Data Start Marker

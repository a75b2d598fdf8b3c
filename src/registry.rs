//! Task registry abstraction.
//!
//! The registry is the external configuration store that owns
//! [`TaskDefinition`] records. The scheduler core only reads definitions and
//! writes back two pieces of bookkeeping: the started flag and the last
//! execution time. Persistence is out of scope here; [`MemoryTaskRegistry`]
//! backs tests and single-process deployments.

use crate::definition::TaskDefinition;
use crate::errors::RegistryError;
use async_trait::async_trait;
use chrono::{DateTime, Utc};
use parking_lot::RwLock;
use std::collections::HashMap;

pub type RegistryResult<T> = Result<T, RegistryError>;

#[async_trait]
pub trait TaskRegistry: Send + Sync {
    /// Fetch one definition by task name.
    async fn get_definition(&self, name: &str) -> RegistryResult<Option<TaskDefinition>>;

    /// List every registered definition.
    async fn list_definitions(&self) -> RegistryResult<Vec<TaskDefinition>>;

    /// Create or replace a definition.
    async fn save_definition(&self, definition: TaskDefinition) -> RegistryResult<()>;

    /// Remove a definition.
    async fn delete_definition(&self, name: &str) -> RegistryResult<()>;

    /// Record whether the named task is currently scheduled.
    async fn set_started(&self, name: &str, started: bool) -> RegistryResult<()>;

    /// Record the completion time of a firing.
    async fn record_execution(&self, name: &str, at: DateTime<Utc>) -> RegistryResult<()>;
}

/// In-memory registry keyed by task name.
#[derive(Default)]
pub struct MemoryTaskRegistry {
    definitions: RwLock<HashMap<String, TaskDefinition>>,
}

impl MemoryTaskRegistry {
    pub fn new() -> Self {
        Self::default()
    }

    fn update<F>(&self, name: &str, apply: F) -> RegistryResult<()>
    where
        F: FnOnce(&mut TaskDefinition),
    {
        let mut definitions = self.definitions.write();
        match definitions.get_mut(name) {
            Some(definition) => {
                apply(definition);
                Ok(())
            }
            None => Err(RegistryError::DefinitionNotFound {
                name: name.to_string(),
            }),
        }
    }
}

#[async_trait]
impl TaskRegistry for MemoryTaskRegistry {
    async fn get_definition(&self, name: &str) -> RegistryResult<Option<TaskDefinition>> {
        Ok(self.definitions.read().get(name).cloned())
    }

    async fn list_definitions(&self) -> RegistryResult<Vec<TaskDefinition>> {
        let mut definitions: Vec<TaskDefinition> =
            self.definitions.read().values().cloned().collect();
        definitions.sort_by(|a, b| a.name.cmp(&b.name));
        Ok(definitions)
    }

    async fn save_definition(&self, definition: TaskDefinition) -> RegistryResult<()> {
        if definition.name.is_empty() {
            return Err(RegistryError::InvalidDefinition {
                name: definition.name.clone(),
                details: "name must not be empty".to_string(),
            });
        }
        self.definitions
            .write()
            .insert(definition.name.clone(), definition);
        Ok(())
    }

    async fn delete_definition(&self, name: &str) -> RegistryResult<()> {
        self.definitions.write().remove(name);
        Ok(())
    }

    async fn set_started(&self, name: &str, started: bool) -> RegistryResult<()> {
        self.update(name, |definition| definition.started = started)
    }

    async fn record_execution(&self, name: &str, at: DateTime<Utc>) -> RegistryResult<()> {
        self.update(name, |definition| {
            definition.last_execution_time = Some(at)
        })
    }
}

Data End Marker

* [The problem]:
From the records above, transcribe without alteration every line from the one with "and the last" to the one with "list_definitions(&self) -> RegistryResult<Vec<TaskDefinition>>;", inclusive.

* [Answer section]:
//! writes back two pieces of bookkeeping: the started flag and the last
//! execution time. Persistence is out of scope here; [`MemoryTaskRegistry`]
//! backs tests and single-process deployments.

use crate::definition::TaskDefinition;
use crate::errors::RegistryError;
use async_trait::async_trait;
use chrono::{DateTime, Utc};
use parking_lot::RwLock;
use std::collections::HashMap;

pub type RegistryResult<T> = Result<T, RegistryError>;

#[async_trait]
pub trait TaskRegistry: Send + Sync {
    /// Fetch one definition by task name.
    async fn get_definition(&self, name: &str) -> RegistryResult<Option<TaskDefinition>>;

    /// List every registered definition.
    async fn list_definitions(&self) -> RegistryResult<Vec<TaskDefinition>>;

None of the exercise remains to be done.